- _Task_:
All entries are to be repeated exactly as shown below.

- _Provided information_:
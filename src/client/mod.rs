//! Typed client builder (§4.7): one method per function code, each a thin
//! wrapper over [`TransactionManager::execute`] that coerces the response
//! into the value the caller actually wants and turns an exception PDU into
//! an `Err`. Deep range/datastore validation stays server-side in
//! [`crate::pdu::dispatch`]; these methods only do the cheap coercions a
//! caller would find surprising to skip (e.g. turning a bool into the
//! 0xFF00/0x0000 coil convention).

use std::sync::Arc;

use crate::config::ClientDefaults;
use crate::error::{ModbusError, Result};
use crate::framer::Framer;
use crate::pdu::request::{
    FC_READ_COILS, FC_READ_DISCRETE_INPUTS, FC_READ_HOLDING_REGISTERS, FC_READ_INPUT_REGISTERS,
};
use crate::pdu::{FileRecordSubRequest, FileRecordSubWrite, Request, Response};
use crate::transaction::TransactionManager;
use crate::transport::Transport;

/// A Modbus client bound to one transport, framer, and device id.
pub struct Client {
    manager: TransactionManager,
    device_id: u8,
}

impl Client {
    /// Take ownership of `transport` and spawn its reader task. Must be
    /// called from within a running Tokio runtime.
    pub fn new<Tr: Transport + 'static>(transport: Tr, framer: Arc<dyn Framer>, defaults: ClientDefaults) -> Self {
        let device_id = defaults.device_id;
        Self {
            manager: TransactionManager::new(transport, framer, defaults),
            device_id,
        }
    }

    /// Issue `request` against this client's configured device id and
    /// unwrap the response, turning an exception PDU into `Err`.
    async fn call(&self, request: Request) -> Result<Response> {
        self.call_to(self.device_id, request).await
    }

    async fn call_to(&self, device_id: u8, request: Request) -> Result<Response> {
        match self.manager.execute(device_id, request).await? {
            Some(Response::Exception(e)) => Err(ModbusError::modbus(e.function_code, e.exception_code)),
            Some(other) => Ok(other),
            None => Err(ModbusError::protocol("broadcast request produced no response to read")),
        }
    }

    /// Send `request` as a broadcast (device id 0). Requires
    /// `ClientDefaults::broadcast_enable`.
    pub async fn broadcast(&self, request: Request) -> Result<()> {
        self.manager.execute(0, request).await?;
        Ok(())
    }

    pub async fn read_coils(&self, address: u16, count: u16) -> Result<Vec<bool>> {
        let response = self
            .call(Request::ReadBits { function_code: FC_READ_COILS, address, count })
            .await?;
        match response {
            Response::ReadBits { bits, .. } => Ok(bits),
            other => unexpected(other),
        }
    }

    pub async fn read_discrete_inputs(&self, address: u16, count: u16) -> Result<Vec<bool>> {
        let response = self
            .call(Request::ReadBits { function_code: FC_READ_DISCRETE_INPUTS, address, count })
            .await?;
        match response {
            Response::ReadBits { bits, .. } => Ok(bits),
            other => unexpected(other),
        }
    }

    pub async fn read_holding_registers(&self, address: u16, count: u16) -> Result<Vec<u16>> {
        let response = self
            .call(Request::ReadRegisters { function_code: FC_READ_HOLDING_REGISTERS, address, count })
            .await?;
        match response {
            Response::ReadRegisters { registers, .. } => Ok(registers),
            other => unexpected(other),
        }
    }

    pub async fn read_input_registers(&self, address: u16, count: u16) -> Result<Vec<u16>> {
        let response = self
            .call(Request::ReadRegisters { function_code: FC_READ_INPUT_REGISTERS, address, count })
            .await?;
        match response {
            Response::ReadRegisters { registers, .. } => Ok(registers),
            other => unexpected(other),
        }
    }

    pub async fn write_single_coil(&self, address: u16, value: bool) -> Result<()> {
        self.call(Request::WriteSingleCoil { address, value }).await?;
        Ok(())
    }

    pub async fn write_single_register(&self, address: u16, value: u16) -> Result<()> {
        self.call(Request::WriteSingleRegister { address, value }).await?;
        Ok(())
    }

    pub async fn write_multiple_coils(&self, address: u16, bits: Vec<bool>) -> Result<u16> {
        let count = bits.len() as u16;
        let response = self
            .call(Request::WriteMultipleCoils { address, count, bits })
            .await?;
        match response {
            Response::WriteMultipleCoils { count, .. } => Ok(count),
            other => unexpected(other),
        }
    }

    pub async fn write_multiple_registers(&self, address: u16, registers: Vec<u16>) -> Result<u16> {
        let count = registers.len() as u16;
        let response = self
            .call(Request::WriteMultipleRegisters { address, count, registers })
            .await?;
        match response {
            Response::WriteMultipleRegisters { count, .. } => Ok(count),
            other => unexpected(other),
        }
    }

    pub async fn read_exception_status(&self) -> Result<u8> {
        let response = self.call(Request::ReadExceptionStatus).await?;
        match response {
            Response::ReadExceptionStatus { status } => Ok(status),
            other => unexpected(other),
        }
    }

    pub async fn diagnostics(&self, sub_code: u16, payload: Vec<u8>) -> Result<Vec<u8>> {
        let response = self.call(Request::Diagnostics { sub_code, payload }).await?;
        match response {
            Response::Diagnostics { payload, .. } => Ok(payload),
            other => unexpected(other),
        }
    }

    pub async fn get_comm_event_counter(&self) -> Result<(u16, u16)> {
        let response = self.call(Request::GetCommEventCounter).await?;
        match response {
            Response::GetCommEventCounter { status, count } => Ok((status, count)),
            other => unexpected(other),
        }
    }

    pub async fn get_comm_event_log(&self) -> Result<(u16, u16, u16, Vec<u8>)> {
        let response = self.call(Request::GetCommEventLog).await?;
        match response {
            Response::GetCommEventLog { status, event_count, message_count, events } => {
                Ok((status, event_count, message_count, events))
            }
            other => unexpected(other),
        }
    }

    pub async fn report_slave_id(&self) -> Result<(Vec<u8>, bool)> {
        let response = self.call(Request::ReportSlaveId).await?;
        match response {
            Response::ReportSlaveId { identifier, status } => Ok((identifier, status)),
            other => unexpected(other),
        }
    }

    pub async fn read_file_record(
        &self,
        requests: Vec<FileRecordSubRequest>,
    ) -> Result<Vec<Vec<u16>>> {
        let response = self.call(Request::ReadFileRecord { requests }).await?;
        match response {
            Response::ReadFileRecord { responses } => Ok(responses.into_iter().map(|r| r.data).collect()),
            other => unexpected(other),
        }
    }

    pub async fn write_file_record(&self, requests: Vec<FileRecordSubWrite>) -> Result<()> {
        self.call(Request::WriteFileRecord { requests }).await?;
        Ok(())
    }

    pub async fn mask_write_register(&self, address: u16, and_mask: u16, or_mask: u16) -> Result<()> {
        self.call(Request::MaskWriteRegister { address, and_mask, or_mask }).await?;
        Ok(())
    }

    pub async fn read_write_multiple_registers(
        &self,
        read_address: u16,
        read_count: u16,
        write_address: u16,
        write_registers: Vec<u16>,
    ) -> Result<Vec<u16>> {
        let response = self
            .call(Request::ReadWriteMultipleRegisters {
                read_address,
                read_count,
                write_address,
                write_registers,
            })
            .await?;
        match response {
            Response::ReadWriteMultipleRegisters { registers } => Ok(registers),
            other => unexpected(other),
        }
    }

    pub async fn read_fifo_queue(&self, address: u16) -> Result<Vec<u16>> {
        let response = self.call(Request::ReadFifoQueue { address }).await?;
        match response {
            Response::ReadFifoQueue { values } => Ok(values),
            other => unexpected(other),
        }
    }

    pub async fn read_device_information(
        &self,
        read_code: u8,
        object_id: u8,
    ) -> Result<std::collections::BTreeMap<u8, Vec<u8>>> {
        let response = self
            .call(Request::ReadDeviceInformation { read_code, object_id })
            .await?;
        match response {
            Response::ReadDeviceInformation { objects, .. } => Ok(objects),
            other => unexpected(other),
        }
    }
}

fn unexpected<T>(response: Response) -> Result<T> {
    Err(ModbusError::protocol(format!(
        "unexpected response variant for this request: {response:?}"
    )))
}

- _Exercise result_:
filename src/client/mod.rs
//! Typed client builder (§4.7): one method per function code, each a thin
//! wrapper over [`TransactionManager::execute`] that coerces the response
//! into the value the caller actually wants and turns an exception PDU into
//! an `Err`. Deep range/datastore validation stays server-side in
//! [`crate::pdu::dispatch`]; these methods only do the cheap coercions a
//! caller would find surprising to skip (e.g. turning a bool into the
//! 0xFF00/0x0000 coil convention).

use std::sync::Arc;

use crate::config::ClientDefaults;
use crate::error::{ModbusError, Result};
use crate::framer::Framer;
use crate::pdu::request::{
    FC_READ_COILS, FC_READ_DISCRETE_INPUTS, FC_READ_HOLDING_REGISTERS, FC_READ_INPUT_REGISTERS,
};
use crate::pdu::{FileRecordSubRequest, FileRecordSubWrite, Request, Response};
use crate::transaction::TransactionManager;
use crate::transport::Transport;

/// A Modbus client bound to one transport, framer, and device id.
pub struct Client {
    manager: TransactionManager,
    device_id: u8,
}

impl Client {
    /// Take ownership of `transport` and spawn its reader task. Must be
    /// called from within a running Tokio runtime.
    pub fn new<Tr: Transport + 'static>(transport: Tr, framer: Arc<dyn Framer>, defaults: ClientDefaults) -> Self {
        let device_id = defaults.device_id;
        Self {
            manager: TransactionManager::new(transport, framer, defaults),
            device_id,
        }
    }

    /// Issue `request` against this client's configured device id and
    /// unwrap the response, turning an exception PDU into `Err`.
    async fn call(&self, request: Request) -> Result<Response> {
        self.call_to(self.device_id, request).await
    }

    async fn call_to(&self, device_id: u8, request: Request) -> Result<Response> {
        match self.manager.execute(device_id, request).await? {
            Some(Response::Exception(e)) => Err(ModbusError::modbus(e.function_code, e.exception_code)),
            Some(other) => Ok(other),
            None => Err(ModbusError::protocol("broadcast request produced no response to read")),
        }
    }

    /// Send `request` as a broadcast (device id 0). Requires
    /// `ClientDefaults::broadcast_enable`.
    pub async fn broadcast(&self, request: Request) -> Result<()> {
        self.manager.execute(0, request).await?;
        Ok(())
    }

    pub async fn read_coils(&self, address: u16, count: u16) -> Result<Vec<bool>> {
        let response = self
            .call(Request::ReadBits { function_code: FC_READ_COILS, address, count })
            .await?;
        match response {
            Response::ReadBits { bits, .. } => Ok(bits),
            other => unexpected(other),
        }
    }

    pub async fn read_discrete_inputs(&self, address: u16, count: u16) -> Result<Vec<bool>> {
        let response = self
            .call(Request::ReadBits { function_code: FC_READ_DISCRETE_INPUTS, address, count })
            .await?;
        match response {
            Response::ReadBits { bits, .. } => Ok(bits),
            other => unexpected(other),
        }
    }

    pub async fn read_holding_registers(&self, address: u16, count: u16) -> Result<Vec<u16>> {
        let response = self
            .call(Request::ReadRegisters { function_code: FC_READ_HOLDING_REGISTERS, address, count })
            .await?;
        match response {
            Response::ReadRegisters { registers, .. } => Ok(registers),
            other => unexpected(other),
        }
    }

    pub async fn read_input_registers(&self, address: u16, count: u16) -> Result<Vec<u16>> {
        let response = self
            .call(Request::ReadRegisters { function_code: FC_READ_INPUT_REGISTERS, address, count })
            .await?;
        match response {
            Response::ReadRegisters { registers, .. } => Ok(registers),
            other => unexpected(other),
        }
    }

    pub async fn write_single_coil(&self, address: u16, value: bool) -> Result<()> {
        self.call(Request::WriteSingleCoil { address, value }).await?;
        Ok(())
    }

    pub async fn write_single_register(&self, address: u16, value: u16) -> Result<()> {
        self.call(Request::WriteSingleRegister { address, value }).await?;
        Ok(())
    }

    pub async fn write_multiple_coils(&self, address: u16, bits: Vec<bool>) -> Result<u16> {
        let count = bits.len() as u16;
        let response = self
            .call(Request::WriteMultipleCoils { address, count, bits })
            .await?;
        match response {
            Response::WriteMultipleCoils { count, .. } => Ok(count),
            other => unexpected(other),
        }
    }

    pub async fn write_multiple_registers(&self, address: u16, registers: Vec<u16>) -> Result<u16> {
        let count = registers.len() as u16;
        let response = self
            .call(Request::WriteMultipleRegisters { address, count, registers })
            .await?;
        match response {
            Response::WriteMultipleRegisters { count, .. } => Ok(count),
            other => unexpected(other),
        }
    }

    pub async fn read_exception_status(&self) -> Result<u8> {
        let response = self.call(Request::ReadExceptionStatus).await?;
        match response {
            Response::ReadExceptionStatus { status } => Ok(status),
            other => unexpected(other),
        }
    }

    pub async fn diagnostics(&self, sub_code: u16, payload: Vec<u8>) -> Result<Vec<u8>> {
        let response = self.call(Request::Diagnostics { sub_code, payload }).await?;
        match response {
            Response::Diagnostics { payload, .. } => Ok(payload),
            other => unexpected(other),
        }
    }

    pub async fn get_comm_event_counter(&self) -> Result<(u16, u16)> {
        let response = self.call(Request::GetCommEventCounter).await?;
        match response {
            Response::GetCommEventCounter { status, count } => Ok((status, count)),
            other => unexpected(other),
        }
    }

    pub async fn get_comm_event_log(&self) -> Result<(u16, u16, u16, Vec<u8>)> {
        let response = self.call(Request::GetCommEventLog).await?;
        match response {
            Response::GetCommEventLog { status, event_count, message_count, events } => {
                Ok((status, event_count, message_count, events))
            }
            other => unexpected(other),
        }
    }

    pub async fn report_slave_id(&self) -> Result<(Vec<u8>, bool)> {
        let response = self.call(Request::ReportSlaveId).await?;
        match response {
            Response::ReportSlaveId { identifier, status } => Ok((identifier, status)),
            other => unexpected(other),
        }
    }

    pub async fn read_file_record(
        &self,
        requests: Vec<FileRecordSubRequest>,
    ) -> Result<Vec<Vec<u16>>> {
        let response = self.call(Request::ReadFileRecord { requests }).await?;
        match response {
            Response::ReadFileRecord { responses } => Ok(responses.into_iter().map(|r| r.data).collect()),
            other => unexpected(other),
        }
    }

    pub async fn write_file_record(&self, requests: Vec<FileRecordSubWrite>) -> Result<()> {
        self.call(Request::WriteFileRecord { requests }).await?;
        Ok(())
    }

    pub async fn mask_write_register(&self, address: u16, and_mask: u16, or_mask: u16) -> Result<()> {
        self.call(Request::MaskWriteRegister { address, and_mask, or_mask }).await?;
        Ok(())
    }

    pub async fn read_write_multiple_registers(
        &self,
        read_address: u16,
        read_count: u16,
        write_address: u16,
        write_registers: Vec<u16>,
    ) -> Result<Vec<u16>> {
        let response = self
            .call(Request::ReadWriteMultipleRegisters {
                read_address,
                read_count,
                write_address,
                write_registers,
            })
            .await?;
        match response {
            Response::ReadWriteMultipleRegisters { registers } => Ok(registers),
            other => unexpected(other),
        }
    }

    pub async fn read_fifo_queue(&self, address: u16) -> Result<Vec<u16>> {
        let response = self.call(Request::ReadFifoQueue { address }).await?;
        match response {
            Response::ReadFifoQueue { values } => Ok(values),
            other => unexpected(other),
        }
    }

    pub async fn read_device_information(
        &self,
        read_code: u8,
        object_id: u8,
    ) -> Result<std::collections::BTreeMap<u8, Vec<u8>>> {
        let response = self
            .call(Request::ReadDeviceInformation { read_code, object_id })
            .await?;
        match response {
            Response::ReadDeviceInformation { objects, .. } => Ok(objects),
            other => unexpected(other),
        }
    }
}

fn unexpected<T>(response: Response) -> Result<T> {
    Err(ModbusError::protocol(format!(
        "unexpected response variant for this request: {response:?}"
    )))
}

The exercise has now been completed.